▶ What is required: Count the lines in the entries that contain "HostState". Say the number and nothing more.

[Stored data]
┌──

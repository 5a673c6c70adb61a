use std::future::Future;
use std::io;
use std::net::IpAddr;

/// An external hostname lookup
///
/// The resolution cache calls this on a miss. Tests substitute their own
/// implementation to count calls or inject failures.
pub trait Lookup: Send + Sync {
    /// Returns every address the hostname resolves to, in preference order
    fn lookup(&self, host: &str) -> impl Future<Output = io::Result<Vec<IpAddr>>> + Send;
}

/// Lookup through the operating system resolver
#[derive(Debug, Clone, Copy, Default)]
pub struct SystemLookup;

impl Lookup for SystemLookup {
    async fn lookup(&self, host: &str) -> io::Result<Vec<IpAddr>> {
        let addrs = tokio::net::lookup_host((host, 0)).await?;
        Ok(addrs.map(|a| a.ip()).collect())
    }
}

#[cfg(test)]
mod tests {
    use super::*;

    #[tokio::test]
    async fn test_system_lookup_ip_literal() {
        // IP literals are answered without touching the network
        let addrs = SystemLookup.lookup("127.0.0.1").await.unwrap();
        assert_eq!(addrs, vec!["127.0.0.1".parse::<IpAddr>().unwrap()]);
    }
}
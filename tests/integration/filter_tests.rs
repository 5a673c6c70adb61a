//! The admission filter through its public API

use shoal::config::FilterConfig;
use shoal::{Filter, Outcome, OutcomeReport};
use std::collections::HashSet;
use tokio::time::{Duration, Instant};
use url::Url;

fn url(s: &str) -> Url {
    Url::parse(s).unwrap()
}

#[tokio::test]
async fn test_each_url_is_admitted_once_across_hosts() {
    let filter = Filter::new(&FilterConfig::default());
    let results = filter.results();

    let consumer = tokio::spawn(async move {
        let mut seen = Vec::new();
        while let Some(url) = results.next().await {
            seen.push(url.to_string());
        }
        seen
    });

    for _ in 0..3 {
        for host in ["monkeys.com", "apes.com", "lemurs.com"] {
            for page in 0..5 {
                filter.test(url(&format!("http://{host}/{page}"))).await;
            }
        }
    }
    filter.close().await;

    let seen = consumer.await.unwrap();
    let distinct: HashSet<_> = seen.iter().collect();
    assert_eq!(seen.len(), 15);
    assert_eq!(distinct.len(), 15);

    let summary = filter.join().await.expect("No summary");
    assert_eq!(summary.hosts, 3);
    assert_eq!(summary.admitted, 15);
    assert_eq!(summary.duplicates, 30);
}

#[tokio::test(start_paused = true)]
async fn test_failing_host_is_delayed_while_healthy_host_is_not() {
    let filter = Filter::new(&FilterConfig::default());
    let results = filter.results();

    for _ in 0..3 {
        filter
            .report_outcome(OutcomeReport::new("flaky.com", Outcome::ServerError))
            .await;
    }

    let start = Instant::now();
    filter.test(url("http://flaky.com/")).await;
    filter.test(url("http://steady.com/")).await;

    let first = results.next().await.unwrap();
    assert_eq!(first.as_str(), "http://steady.com/");
    assert!(start.elapsed() < Duration::from_millis(5));

    let second = results.next().await.unwrap();
    assert_eq!(second.as_str(), "http://flaky.com/");
    assert!(start.elapsed() >= Duration::from_millis(400));

    filter.close().await;
    assert!(results.next().await.is_none());
}
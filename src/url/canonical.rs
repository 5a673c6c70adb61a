use crate::UrlError;
use url::Url;

/// Canonicalizes a discovered link before it is submitted for admission
///
/// Canonicalization is deliberately light. Admission dedup is exact-string, so
/// query strings and trailing slashes are preserved and stay distinct URLs.
///
/// # Steps
///
/// 1. Parse the URL; reject if malformed
/// 2. Accept only `http` and `https`
/// 3. Require a host
/// 4. Drop the fragment (it never reaches the server)
///
/// # Examples
///
/// ```
/// use shoal::url::canonicalize_link;
///
/// let url = canonicalize_link("http://A.com/page/#top").unwrap();
/// assert_eq!(url.as_str(), "http://a.com/page/");
/// ```
pub fn canonicalize_link(url_str: &str) -> Result<Url, UrlError> {
    let url = Url::parse(url_str.trim()).map_err(|e| UrlError::Parse(e.to_string()))?;
    canonicalize(url)
}

/// Parses a seed URL from configuration
///
/// Seeds follow the same rules as discovered links.
pub fn parse_seed(seed: &str) -> Result<Url, UrlError> {
    canonicalize_link(seed)
}

pub(crate) fn canonicalize(mut url: Url) -> Result<Url, UrlError> {
    if url.scheme() != "http" && url.scheme() != "https" {
        return Err(UrlError::InvalidScheme(format!(
            "Only HTTP and HTTPS schemes are supported, got: {}",
            url.scheme()
        )));
    }

    match url.host_str() {
        Some(host) if !host.is_empty() => {}
        _ => return Err(UrlError::MissingHost),
    }

    url.set_fragment(None);
    Ok(url)
}
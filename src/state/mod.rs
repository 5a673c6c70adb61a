//! State module for admission control
//!
//! # Components
//!
//! - `HostState`: one host's seen set, blacklist flag and failure backoff
//! - `Admission` / `DropReason`: the outcome of an admission decision

mod host_state;

pub use host_state::{Admission, DropReason, HostState};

└──

▶ Result below: 2